- _Records supplied_

use chrono::{DateTime, Duration, Utc};
use rusqlite::{params, OptionalExtension};

use super::SyncDb;

/// A calendar event ready for upsert.
#[derive(Debug, Clone)]
pub struct NewEvent {
    pub google_event_id: String,
    pub account_id: Option<i64>,
    pub title: String,
    pub description: Option<String>,
    pub location: Option<String>,
    /// RFC 3339 datetime, or bare date for all-day events.
    pub start_time: String,
    pub end_time: String,
    pub all_day: bool,
    pub status: String,
    /// JSON array of {email, name, status}, None when the event has no attendees.
    pub attendees: Option<String>,
    /// JSON array of resolved contact IDs, None when nothing matched.
    pub contact_ids: Option<String>,
}

impl SyncDb {
    // =========================================================================
    // Calendar events (upsert; calendar data mutates upstream)
    // =========================================================================

    /// Insert or update an event keyed by its external ID. Later syncs
    /// overwrite mutable fields (title, times, status, attendees) without
    /// ever duplicating the row.
    pub fn upsert_event(&self, event: &NewEvent) -> Result<(), String> {
        self.conn
            .execute(
                "INSERT INTO calendar_events
                    (google_event_id, account_id, title, description, location,
                     start_time, end_time, all_day, status, attendees, contact_ids)
                 VALUES (?1, ?2, ?3, ?4, ?5, ?6, ?7, ?8, ?9, ?10, ?11)
                 ON CONFLICT(google_event_id) DO UPDATE SET
                    title = excluded.title,
                    description = excluded.description,
                    location = excluded.location,
                    start_time = excluded.start_time,
                    end_time = excluded.end_time,
                    all_day = excluded.all_day,
                    status = excluded.status,
                    attendees = excluded.attendees,
                    contact_ids = excluded.contact_ids,
                    synced_at = datetime('now')",
                params![
                    event.google_event_id,
                    event.account_id,
                    event.title,
                    event.description,
                    event.location,
                    event.start_time,
                    event.end_time,
                    event.all_day as i32,
                    event.status,
                    event.attendees,
                    event.contact_ids,
                ],
            )
            .map_err(|e| format!("Failed to upsert event {}: {e}", event.google_event_id))?;
        Ok(())
    }

    /// Find the calendar event whose start time is nearest the given moment,
    /// within ±`window_minutes` inclusive. Nearest-neighbor, not first match.
    ///
    /// The window test runs through julianday so stored start times compare
    /// as instants regardless of their offset format (`Z`, `+00:00`,
    /// `-05:00`); a lexical range check would drop non-UTC calendars.
    pub fn find_event_near(
        &self,
        moment: DateTime<Utc>,
        window_minutes: i64,
    ) -> Result<Option<i64>, String> {
        let window_start = (moment - Duration::minutes(window_minutes)).to_rfc3339();
        let window_end = (moment + Duration::minutes(window_minutes)).to_rfc3339();
        let target = moment.to_rfc3339();

        self.conn
            .query_row(
                "SELECT id FROM calendar_events
                 WHERE julianday(start_time) >= julianday(?1)
                   AND julianday(start_time) <= julianday(?2)
                 ORDER BY ABS(julianday(start_time) - julianday(?3))
                 LIMIT 1",
                params![window_start, window_end, target],
                |row| row.get(0),
            )
            .optional()
            .map_err(|e| format!("Failed to match event near {target}: {e}"))
    }
}

#[cfg(test)]
pub(crate) mod tests {
    use super::*;
    use crate::db::SyncDb;

    pub(crate) fn sample_event(google_event_id: &str, start: &str, status: &str) -> NewEvent {
        NewEvent {
            google_event_id: google_event_id.to_string(),
            account_id: None,
            title: "Standup".to_string(),
            description: None,
            location: None,
            start_time: start.to_string(),
            end_time: start.to_string(),
            all_day: false,
            status: status.to_string(),
            attendees: None,
            contact_ids: None,
        }
    }

    #[test]
    fn test_upsert_overwrites_without_duplicating() {
        let db = SyncDb::open_in_memory().unwrap();

        db.upsert_event(&sample_event("evt-1", "2026-02-01T09:00:00+00:00", "confirmed"))
            .unwrap();
        db.upsert_event(&sample_event("evt-1", "2026-02-01T10:00:00+00:00", "cancelled"))
            .unwrap();

        let (count, status, start): (i64, String, String) = db
            .conn_ref()
            .query_row(
                "SELECT COUNT(*), MAX(status), MAX(start_time) FROM calendar_events
                 WHERE google_event_id = 'evt-1'",
                [],
                |r| Ok((r.get(0)?, r.get(1)?, r.get(2)?)),
            )
            .unwrap();
        assert_eq!(count, 1, "upsert must never create a second row");
        assert_eq!(status, "cancelled");
        assert_eq!(start, "2026-02-01T10:00:00+00:00");
    }

    #[test]
    fn test_upsert_title_change() {
        let db = SyncDb::open_in_memory().unwrap();
        let mut event = sample_event("evt-2", "2026-02-01T09:00:00+00:00", "confirmed");
        db.upsert_event(&event).unwrap();

        event.title = "Renamed".to_string();
        db.upsert_event(&event).unwrap();

        let title: String = db
            .conn_ref()
            .query_row(
                "SELECT title FROM calendar_events WHERE google_event_id = 'evt-2'",
                [],
                |r| r.get(0),
            )
            .unwrap();
        assert_eq!(title, "Renamed");
    }

    #[test]
    fn test_find_event_near_window_boundary() {
        let db = SyncDb::open_in_memory().unwrap();
        let start: DateTime<Utc> = "2026-02-01T10:00:00Z".parse().unwrap();
        db.upsert_event(&sample_event("evt-1", &start.to_rfc3339(), "confirmed"))
            .unwrap();

        // Exactly 30 minutes away: must link
        let at_30 = start + Duration::minutes(30);
        assert!(db.find_event_near(at_30, 30).unwrap().is_some());

        // 31 minutes away: must not link
        let at_31 = start + Duration::minutes(31);
        assert!(db.find_event_near(at_31, 30).unwrap().is_none());
    }

    #[test]
    fn test_find_event_near_matches_offset_timestamps() {
        let db = SyncDb::open_in_memory().unwrap();
        // 05:10 at -05:00 is 10:10Z: ten minutes from the probe moment
        db.upsert_event(&sample_event("evt-est", "2026-02-01T05:10:00-05:00", "confirmed"))
            .unwrap();

        let moment: DateTime<Utc> = "2026-02-01T10:00:00Z".parse().unwrap();
        assert!(
            db.find_event_near(moment, 30).unwrap().is_some(),
            "an event 10 minutes away must link regardless of its offset format"
        );

        // Same instant family at the window edge: 05:30-05:00 == 10:30Z
        db.upsert_event(&sample_event("evt-edge", "2026-02-01T05:30:00-05:00", "confirmed"))
            .unwrap();
        let at_edge: DateTime<Utc> = "2026-02-01T10:30:00Z".parse().unwrap();
        assert!(db.find_event_near(at_edge, 0).unwrap().is_some());

        // And outside the window it must not link
        let far: DateTime<Utc> = "2026-02-01T12:00:00Z".parse().unwrap();
        assert!(db.find_event_near(far, 30).unwrap().is_none());
    }

    #[test]
    fn test_find_event_near_picks_nearest_not_first() {
        let db = SyncDb::open_in_memory().unwrap();
        // Earlier event is 25 minutes away, later event only 5
        db.upsert_event(&sample_event("far", "2026-02-01T09:35:00+00:00", "confirmed"))
            .unwrap();
        db.upsert_event(&sample_event("near", "2026-02-01T10:05:00+00:00", "confirmed"))
            .unwrap();

        let moment: DateTime<Utc> = "2026-02-01T10:00:00Z".parse().unwrap();
        let matched = db.find_event_near(moment, 30).unwrap().unwrap();

        let matched_event_id: String = db
            .conn_ref()
            .query_row(
                "SELECT google_event_id FROM calendar_events WHERE id = ?1",
                [matched],
                |r| r.get(0),
            )
            .unwrap();
        assert_eq!(matched_event_id, "near");
    }
}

- _Exercise prompt_
Transcribe the data above so that every line matches exactly.

- _Result below_
use chrono::{DateTime, Duration, Utc};
use rusqlite::{params, OptionalExtension};

use super::SyncDb;

/// A calendar event ready for upsert.
#[derive(Debug, Clone)]
pub struct NewEvent {
    pub google_event_id: String,
    pub account_id: Option<i64>,
    pub title: String,
    pub description: Option<String>,
    pub location: Option<String>,
    /// RFC 3339 datetime, or bare date for all-day events.
    pub start_time: String,
    pub end_time: String,
    pub all_day: bool,
    pub status: String,
    /// JSON array of {email, name, status}, None when the event has no attendees.
    pub attendees: Option<String>,
    /// JSON array of resolved contact IDs, None when nothing matched.
    pub contact_ids: Option<String>,
}

impl SyncDb {
    // =========================================================================
    // Calendar events (upsert; calendar data mutates upstream)
    // =========================================================================

    /// Insert or update an event keyed by its external ID. Later syncs
    /// overwrite mutable fields (title, times, status, attendees) without
    /// ever duplicating the row.
    pub fn upsert_event(&self, event: &NewEvent) -> Result<(), String> {
        self.conn
            .execute(
                "INSERT INTO calendar_events
                    (google_event_id, account_id, title, description, location,
                     start_time, end_time, all_day, status, attendees, contact_ids)
                 VALUES (?1, ?2, ?3, ?4, ?5, ?6, ?7, ?8, ?9, ?10, ?11)
                 ON CONFLICT(google_event_id) DO UPDATE SET
                    title = excluded.title,
                    description = excluded.description,
                    location = excluded.location,
                    start_time = excluded.start_time,
                    end_time = excluded.end_time,
                    all_day = excluded.all_day,
                    status = excluded.status,
                    attendees = excluded.attendees,
                    contact_ids = excluded.contact_ids,
                    synced_at = datetime('now')",
                params![
                    event.google_event_id,
                    event.account_id,
                    event.title,
                    event.description,
                    event.location,
                    event.start_time,
                    event.end_time,
                    event.all_day as i32,
                    event.status,
                    event.attendees,
                    event.contact_ids,
                ],
            )
            .map_err(|e| format!("Failed to upsert event {}: {e}", event.google_event_id))?;
        Ok(())
    }

    /// Find the calendar event whose start time is nearest the given moment,
    /// within ±`window_minutes` inclusive. Nearest-neighbor, not first match.
    ///
    /// The window test runs through julianday so stored start times compare
    /// as instants regardless of their offset format (`Z`, `+00:00`,
    /// `-05:00`); a lexical range check would drop non-UTC calendars.
    pub fn find_event_near(
        &self,
        moment: DateTime<Utc>,
        window_minutes: i64,
    ) -> Result<Option<i64>, String> {
        let window_start = (moment - Duration::minutes(window_minutes)).to_rfc3339();
        let window_end = (moment + Duration::minutes(window_minutes)).to_rfc3339();
        let target = moment.to_rfc3339();

        self.conn
            .query_row(
                "SELECT id FROM calendar_events
                 WHERE julianday(start_time) >= julianday(?1)
                   AND julianday(start_time) <= julianday(?2)
                 ORDER BY ABS(julianday(start_time) - julianday(?3))
                 LIMIT 1",
                params![window_start, window_end, target],
                |row| row.get(0),
            )
            .optional()
            .map_err(|e| format!("Failed to match event near {target}: {e}"))
    }
}

#[cfg(test)]
pub(crate) mod tests {
    use super::*;
    use crate::db::SyncDb;

    pub(crate) fn sample_event(google_event_id: &str, start: &str, status: &str) -> NewEvent {
        NewEvent {
            google_event_id: google_event_id.to_string(),
            account_id: None,
            title: "Standup".to_string(),
            description: None,
            location: None,
            start_time: start.to_string(),
            end_time: start.to_string(),
            all_day: false,
            status: status.to_string(),
            attendees: None,
            contact_ids: None,
        }
    }

    #[test]
    fn test_upsert_overwrites_without_duplicating() {
        let db = SyncDb::open_in_memory().unwrap();

        db.upsert_event(&sample_event("evt-1", "2026-02-01T09:00:00+00:00", "confirmed"))
            .unwrap();
        db.upsert_event(&sample_event("evt-1", "2026-02-01T10:00:00+00:00", "cancelled"))
            .unwrap();

        let (count, status, start): (i64, String, String) = db
            .conn_ref()
            .query_row(
                "SELECT COUNT(*), MAX(status), MAX(start_time) FROM calendar_events
                 WHERE google_event_id = 'evt-1'",
                [],
                |r| Ok((r.get(0)?, r.get(1)?, r.get(2)?)),
            )
            .unwrap();
        assert_eq!(count, 1, "upsert must never create a second row");
        assert_eq!(status, "cancelled");
        assert_eq!(start, "2026-02-01T10:00:00+00:00");
    }

    #[test]
    fn test_upsert_title_change() {
        let db = SyncDb::open_in_memory().unwrap();
        let mut event = sample_event("evt-2", "2026-02-01T09:00:00+00:00", "confirmed");
        db.upsert_event(&event).unwrap();

        event.title = "Renamed".to_string();
        db.upsert_event(&event).unwrap();

        let title: String = db
            .conn_ref()
            .query_row(
                "SELECT title FROM calendar_events WHERE google_event_id = 'evt-2'",
                [],
                |r| r.get(0),
            )
            .unwrap();
        assert_eq!(title, "Renamed");
    }

    #[test]
    fn test_find_event_near_window_boundary() {
        let db = SyncDb::open_in_memory().unwrap();
        let start: DateTime<Utc> = "2026-02-01T10:00:00Z".parse().unwrap();
        db.upsert_event(&sample_event("evt-1", &start.to_rfc3339(), "confirmed"))
            .unwrap();

        // Exactly 30 minutes away: must link
        let at_30 = start + Duration::minutes(30);
        assert!(db.find_event_near(at_30, 30).unwrap().is_some());

        // 31 minutes away: must not link
        let at_31 = start + Duration::minutes(31);
        assert!(db.find_event_near(at_31, 30).unwrap().is_none());
    }

    #[test]
    fn test_find_event_near_matches_offset_timestamps() {
        let db = SyncDb::open_in_memory().unwrap();
        // 05:10 at -05:00 is 10:10Z: ten minutes from the probe moment
        db.upsert_event(&sample_event("evt-est", "2026-02-01T05:10:00-05:00", "confirmed"))
            .unwrap();

        let moment: DateTime<Utc> = "2026-02-01T10:00:00Z".parse().unwrap();
        assert!(
            db.find_event_near(moment, 30).unwrap().is_some(),
            "an event 10 minutes away must link regardless of its offset format"
        );

        // Same instant family at the window edge: 05:30-05:00 == 10:30Z
        db.upsert_event(&sample_event("evt-edge", "2026-02-01T05:30:00-05:00", "confirmed"))
            .unwrap();
        let at_edge: DateTime<Utc> = "2026-02-01T10:30:00Z".parse().unwrap();
        assert!(db.find_event_near(at_edge, 0).unwrap().is_some());

        // And outside the window it must not link
        let far: DateTime<Utc> = "2026-02-01T12:00:00Z".parse().unwrap();
        assert!(db.find_event_near(far, 30).unwrap().is_none());
    }

    #[test]
    fn test_find_event_near_picks_nearest_not_first() {
        let db = SyncDb::open_in_memory().unwrap();
        // Earlier event is 25 minutes away, later event only 5
        db.upsert_event(&sample_event("far", "2026-02-01T09:35:00+00:00", "confirmed"))
            .unwrap();
        db.upsert_event(&sample_event("near", "2026-02-01T10:05:00+00:00", "confirmed"))
            .unwrap();

        let moment: DateTime<Utc> = "2026-02-01T10:00:00Z".parse().unwrap();
        let matched = db.find_event_near(moment, 30).unwrap().unwrap();

        let matched_event_id: String = db
            .conn_ref()
            .query_row(
                "SELECT google_event_id FROM calendar_events WHERE id = ?1",
                [matched],
                |r| r.get(0),
            )
            .unwrap();
        assert_eq!(matched_event_id, "near");
    }
}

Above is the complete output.